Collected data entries
#####
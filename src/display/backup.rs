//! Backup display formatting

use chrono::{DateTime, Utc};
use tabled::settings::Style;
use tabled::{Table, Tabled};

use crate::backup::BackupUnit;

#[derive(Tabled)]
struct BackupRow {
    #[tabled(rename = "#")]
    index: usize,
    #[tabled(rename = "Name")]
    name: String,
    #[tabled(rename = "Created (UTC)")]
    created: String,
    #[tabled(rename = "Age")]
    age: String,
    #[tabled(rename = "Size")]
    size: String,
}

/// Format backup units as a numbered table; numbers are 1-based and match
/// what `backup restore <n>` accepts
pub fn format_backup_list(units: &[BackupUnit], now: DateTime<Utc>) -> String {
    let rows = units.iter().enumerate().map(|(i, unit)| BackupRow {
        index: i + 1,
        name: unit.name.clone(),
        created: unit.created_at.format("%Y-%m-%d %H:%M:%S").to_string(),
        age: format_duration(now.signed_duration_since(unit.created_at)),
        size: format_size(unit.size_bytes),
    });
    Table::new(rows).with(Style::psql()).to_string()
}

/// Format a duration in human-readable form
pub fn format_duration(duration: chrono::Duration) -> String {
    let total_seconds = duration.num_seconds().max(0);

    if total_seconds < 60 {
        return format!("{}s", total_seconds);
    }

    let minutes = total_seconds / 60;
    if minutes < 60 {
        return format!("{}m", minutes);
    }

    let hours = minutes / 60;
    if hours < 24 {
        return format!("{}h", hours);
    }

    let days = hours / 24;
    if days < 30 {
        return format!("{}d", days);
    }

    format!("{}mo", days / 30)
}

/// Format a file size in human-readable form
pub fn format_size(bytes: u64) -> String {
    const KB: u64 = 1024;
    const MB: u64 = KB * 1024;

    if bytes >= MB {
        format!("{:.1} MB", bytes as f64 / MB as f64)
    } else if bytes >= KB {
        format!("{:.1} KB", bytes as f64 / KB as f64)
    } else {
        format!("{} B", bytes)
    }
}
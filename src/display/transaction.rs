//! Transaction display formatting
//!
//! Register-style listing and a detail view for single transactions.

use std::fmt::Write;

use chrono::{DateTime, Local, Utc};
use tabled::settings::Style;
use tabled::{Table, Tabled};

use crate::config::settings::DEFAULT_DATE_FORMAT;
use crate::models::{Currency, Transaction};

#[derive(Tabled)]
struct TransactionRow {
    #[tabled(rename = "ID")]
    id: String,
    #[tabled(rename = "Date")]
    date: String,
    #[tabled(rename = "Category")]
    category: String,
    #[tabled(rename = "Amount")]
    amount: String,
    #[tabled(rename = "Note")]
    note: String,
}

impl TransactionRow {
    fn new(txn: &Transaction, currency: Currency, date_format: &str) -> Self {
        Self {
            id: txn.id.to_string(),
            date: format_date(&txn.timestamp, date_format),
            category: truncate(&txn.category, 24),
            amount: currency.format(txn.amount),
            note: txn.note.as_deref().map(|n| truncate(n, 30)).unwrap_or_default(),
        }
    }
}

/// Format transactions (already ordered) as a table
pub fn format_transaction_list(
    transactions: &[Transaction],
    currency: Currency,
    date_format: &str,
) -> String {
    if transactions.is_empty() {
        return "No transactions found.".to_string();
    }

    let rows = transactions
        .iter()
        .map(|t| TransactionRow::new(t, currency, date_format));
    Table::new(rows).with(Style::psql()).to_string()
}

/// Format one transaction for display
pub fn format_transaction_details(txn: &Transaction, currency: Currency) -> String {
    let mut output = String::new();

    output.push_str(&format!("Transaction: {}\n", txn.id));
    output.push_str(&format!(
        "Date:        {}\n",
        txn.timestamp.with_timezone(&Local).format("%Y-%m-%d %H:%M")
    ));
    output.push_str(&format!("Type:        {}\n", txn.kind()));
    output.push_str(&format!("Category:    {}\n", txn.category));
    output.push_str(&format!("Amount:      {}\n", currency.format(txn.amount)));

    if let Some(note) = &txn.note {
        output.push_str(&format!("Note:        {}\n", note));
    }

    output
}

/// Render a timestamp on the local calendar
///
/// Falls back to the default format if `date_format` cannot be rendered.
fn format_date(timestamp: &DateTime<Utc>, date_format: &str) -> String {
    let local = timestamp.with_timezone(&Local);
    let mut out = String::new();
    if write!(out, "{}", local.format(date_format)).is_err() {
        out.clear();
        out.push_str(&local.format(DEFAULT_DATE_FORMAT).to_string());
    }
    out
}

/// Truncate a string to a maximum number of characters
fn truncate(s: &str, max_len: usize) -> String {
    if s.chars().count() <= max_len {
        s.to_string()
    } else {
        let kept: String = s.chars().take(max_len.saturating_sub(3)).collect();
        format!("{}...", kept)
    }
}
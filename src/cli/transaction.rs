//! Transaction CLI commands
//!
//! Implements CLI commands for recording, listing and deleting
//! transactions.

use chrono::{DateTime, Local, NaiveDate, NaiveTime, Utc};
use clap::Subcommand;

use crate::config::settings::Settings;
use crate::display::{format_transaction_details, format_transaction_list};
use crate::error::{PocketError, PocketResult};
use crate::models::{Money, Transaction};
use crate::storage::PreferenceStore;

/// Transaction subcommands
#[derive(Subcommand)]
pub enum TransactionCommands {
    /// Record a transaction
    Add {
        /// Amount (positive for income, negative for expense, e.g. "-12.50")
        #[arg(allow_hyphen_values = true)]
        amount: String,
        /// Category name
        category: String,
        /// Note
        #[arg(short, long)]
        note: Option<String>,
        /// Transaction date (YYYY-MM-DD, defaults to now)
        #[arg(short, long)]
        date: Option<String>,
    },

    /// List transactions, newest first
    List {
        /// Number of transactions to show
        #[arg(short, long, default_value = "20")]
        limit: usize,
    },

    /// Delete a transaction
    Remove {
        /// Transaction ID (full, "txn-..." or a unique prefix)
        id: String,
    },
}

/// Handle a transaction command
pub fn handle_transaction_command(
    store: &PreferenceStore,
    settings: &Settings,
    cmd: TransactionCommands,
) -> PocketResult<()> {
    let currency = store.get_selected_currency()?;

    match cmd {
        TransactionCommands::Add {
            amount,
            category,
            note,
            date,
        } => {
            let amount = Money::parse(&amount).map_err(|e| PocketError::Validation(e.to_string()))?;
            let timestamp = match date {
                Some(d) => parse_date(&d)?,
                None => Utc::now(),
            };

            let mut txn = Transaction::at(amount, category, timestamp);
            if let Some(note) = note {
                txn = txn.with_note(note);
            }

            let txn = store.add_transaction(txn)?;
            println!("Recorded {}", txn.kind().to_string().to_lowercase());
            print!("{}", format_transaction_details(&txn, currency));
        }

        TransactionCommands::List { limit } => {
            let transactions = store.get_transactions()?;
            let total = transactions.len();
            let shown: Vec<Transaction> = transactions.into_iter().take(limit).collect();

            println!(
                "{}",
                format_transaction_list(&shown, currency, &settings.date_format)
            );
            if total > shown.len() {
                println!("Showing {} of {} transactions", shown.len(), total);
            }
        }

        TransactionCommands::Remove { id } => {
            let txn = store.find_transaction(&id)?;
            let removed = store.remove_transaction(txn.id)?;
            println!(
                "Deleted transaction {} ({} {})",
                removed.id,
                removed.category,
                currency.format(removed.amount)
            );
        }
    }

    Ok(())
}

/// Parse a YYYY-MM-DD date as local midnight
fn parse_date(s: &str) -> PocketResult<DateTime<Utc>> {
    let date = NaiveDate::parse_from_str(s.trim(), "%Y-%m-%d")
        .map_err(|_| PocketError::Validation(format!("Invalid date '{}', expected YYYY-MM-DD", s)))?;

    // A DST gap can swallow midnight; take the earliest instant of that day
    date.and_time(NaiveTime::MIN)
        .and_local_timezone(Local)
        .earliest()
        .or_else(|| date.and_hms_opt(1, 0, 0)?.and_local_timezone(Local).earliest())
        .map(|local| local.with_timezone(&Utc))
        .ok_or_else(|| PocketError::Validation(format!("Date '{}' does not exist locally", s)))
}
#####
● **Task requirements**: The response has to match the records above word for word.

● **Result for this task**:
filename src/display/backup.rs
//! Backup display formatting

use chrono::{DateTime, Utc};
use tabled::settings::Style;
use tabled::{Table, Tabled};

use crate::backup::BackupUnit;

#[derive(Tabled)]
struct BackupRow {
    #[tabled(rename = "#")]
    index: usize,
    #[tabled(rename = "Name")]
    name: String,
    #[tabled(rename = "Created (UTC)")]
    created: String,
    #[tabled(rename = "Age")]
    age: String,
    #[tabled(rename = "Size")]
    size: String,
}

/// Format backup units as a numbered table; numbers are 1-based and match
/// what `backup restore <n>` accepts
pub fn format_backup_list(units: &[BackupUnit], now: DateTime<Utc>) -> String {
    let rows = units.iter().enumerate().map(|(i, unit)| BackupRow {
        index: i + 1,
        name: unit.name.clone(),
        created: unit.created_at.format("%Y-%m-%d %H:%M:%S").to_string(),
        age: format_duration(now.signed_duration_since(unit.created_at)),
        size: format_size(unit.size_bytes),
    });
    Table::new(rows).with(Style::psql()).to_string()
}

/// Format a duration in human-readable form
pub fn format_duration(duration: chrono::Duration) -> String {
    let total_seconds = duration.num_seconds().max(0);

    if total_seconds < 60 {
        return format!("{}s", total_seconds);
    }

    let minutes = total_seconds / 60;
    if minutes < 60 {
        return format!("{}m", minutes);
    }

    let hours = minutes / 60;
    if hours < 24 {
        return format!("{}h", hours);
    }

    let days = hours / 24;
    if days < 30 {
        return format!("{}d", days);
    }

    format!("{}mo", days / 30)
}

/// Format a file size in human-readable form
pub fn format_size(bytes: u64) -> String {
    const KB: u64 = 1024;
    const MB: u64 = KB * 1024;

    if bytes >= MB {
        format!("{:.1} MB", bytes as f64 / MB as f64)
    } else if bytes >= KB {
        format!("{:.1} KB", bytes as f64 / KB as f64)
    } else {
        format!("{} B", bytes)
    }
}
filename src/display/transaction.rs
//! Transaction display formatting
//!
//! Register-style listing and a detail view for single transactions.

use std::fmt::Write;

use chrono::{DateTime, Local, Utc};
use tabled::settings::Style;
use tabled::{Table, Tabled};

use crate::config::settings::DEFAULT_DATE_FORMAT;
use crate::models::{Currency, Transaction};

#[derive(Tabled)]
struct TransactionRow {
    #[tabled(rename = "ID")]
    id: String,
    #[tabled(rename = "Date")]
    date: String,
    #[tabled(rename = "Category")]
    category: String,
    #[tabled(rename = "Amount")]
    amount: String,
    #[tabled(rename = "Note")]
    note: String,
}

impl TransactionRow {
    fn new(txn: &Transaction, currency: Currency, date_format: &str) -> Self {
        Self {
            id: txn.id.to_string(),
            date: format_date(&txn.timestamp, date_format),
            category: truncate(&txn.category, 24),
            amount: currency.format(txn.amount),
            note: txn.note.as_deref().map(|n| truncate(n, 30)).unwrap_or_default(),
        }
    }
}

/// Format transactions (already ordered) as a table
pub fn format_transaction_list(
    transactions: &[Transaction],
    currency: Currency,
    date_format: &str,
) -> String {
    if transactions.is_empty() {
        return "No transactions found.".to_string();
    }

    let rows = transactions
        .iter()
        .map(|t| TransactionRow::new(t, currency, date_format));
    Table::new(rows).with(Style::psql()).to_string()
}

/// Format one transaction for display
pub fn format_transaction_details(txn: &Transaction, currency: Currency) -> String {
    let mut output = String::new();

    output.push_str(&format!("Transaction: {}\n", txn.id));
    output.push_str(&format!(
        "Date:        {}\n",
        txn.timestamp.with_timezone(&Local).format("%Y-%m-%d %H:%M")
    ));
    output.push_str(&format!("Type:        {}\n", txn.kind()));
    output.push_str(&format!("Category:    {}\n", txn.category));
    output.push_str(&format!("Amount:      {}\n", currency.format(txn.amount)));

    if let Some(note) = &txn.note {
        output.push_str(&format!("Note:        {}\n", note));
    }

    output
}

/// Render a timestamp on the local calendar
///
/// Falls back to the default format if `date_format` cannot be rendered.
fn format_date(timestamp: &DateTime<Utc>, date_format: &str) -> String {
    let local = timestamp.with_timezone(&Local);
    let mut out = String::new();
    if write!(out, "{}", local.format(date_format)).is_err() {
        out.clear();
        out.push_str(&local.format(DEFAULT_DATE_FORMAT).to_string());
    }
    out
}

/// Truncate a string to a maximum number of characters
fn truncate(s: &str, max_len: usize) -> String {
    if s.chars().count() <= max_len {
        s.to_string()
    } else {
        let kept: String = s.chars().take(max_len.saturating_sub(3)).collect();
        format!("{}...", kept)
    }
}
filename src/cli/transaction.rs
//! Transaction CLI commands
//!
//! Implements CLI commands for recording, listing and deleting
//! transactions.

use chrono::{DateTime, Local, NaiveDate, NaiveTime, Utc};
use clap::Subcommand;

use crate::config::settings::Settings;
use crate::display::{format_transaction_details, format_transaction_list};
use crate::error::{PocketError, PocketResult};
use crate::models::{Money, Transaction};
use crate::storage::PreferenceStore;

/// Transaction subcommands
#[derive(Subcommand)]
pub enum TransactionCommands {
    /// Record a transaction
    Add {
        /// Amount (positive for income, negative for expense, e.g. "-12.50")
        #[arg(allow_hyphen_values = true)]
        amount: String,
        /// Category name
        category: String,
        /// Note
        #[arg(short, long)]
        note: Option<String>,
        /// Transaction date (YYYY-MM-DD, defaults to now)
        #[arg(short, long)]
        date: Option<String>,
    },

    /// List transactions, newest first
    List {
        /// Number of transactions to show
        #[arg(short, long, default_value = "20")]
        limit: usize,
    },

    /// Delete a transaction
    Remove {
        /// Transaction ID (full, "txn-..." or a unique prefix)
        id: String,
    },
}

/// Handle a transaction command
pub fn handle_transaction_command(
    store: &PreferenceStore,
    settings: &Settings,
    cmd: TransactionCommands,
) -> PocketResult<()> {
    let currency = store.get_selected_currency()?;

    match cmd {
        TransactionCommands::Add {
            amount,
            category,
            note,
            date,
        } => {
            let amount = Money::parse(&amount).map_err(|e| PocketError::Validation(e.to_string()))?;
            let timestamp = match date {
                Some(d) => parse_date(&d)?,
                None => Utc::now(),
            };

            let mut txn = Transaction::at(amount, category, timestamp);
            if let Some(note) = note {
                txn = txn.with_note(note);
            }

            let txn = store.add_transaction(txn)?;
            println!("Recorded {}", txn.kind().to_string().to_lowercase());
            print!("{}", format_transaction_details(&txn, currency));
        }

        TransactionCommands::List { limit } => {
            let transactions = store.get_transactions()?;
            let total = transactions.len();
            let shown: Vec<Transaction> = transactions.into_iter().take(limit).collect();

            println!(
                "{}",
                format_transaction_list(&shown, currency, &settings.date_format)
            );
            if total > shown.len() {
                println!("Showing {} of {} transactions", shown.len(), total);
            }
        }

        TransactionCommands::Remove { id } => {
            let txn = store.find_transaction(&id)?;
            let removed = store.remove_transaction(txn.id)?;
            println!(
                "Deleted transaction {} ({} {})",
                removed.id,
                removed.category,
                currency.format(removed.amount)
            );
        }
    }

    Ok(())
}

/// Parse a YYYY-MM-DD date as local midnight
fn parse_date(s: &str) -> PocketResult<DateTime<Utc>> {
    let date = NaiveDate::parse_from_str(s.trim(), "%Y-%m-%d")
        .map_err(|_| PocketError::Validation(format!("Invalid date '{}', expected YYYY-MM-DD", s)))?;

    // A DST gap can swallow midnight; take the earliest instant of that day
    date.and_time(NaiveTime::MIN)
        .and_local_timezone(Local)
        .earliest()
        .or_else(|| date.and_hms_opt(1, 0, 0)?.and_local_timezone(Local).earliest())
        .map(|local| local.with_timezone(&Utc))
        .ok_or_else(|| PocketError::Validation(format!("Date '{}' does not exist locally", s)))
}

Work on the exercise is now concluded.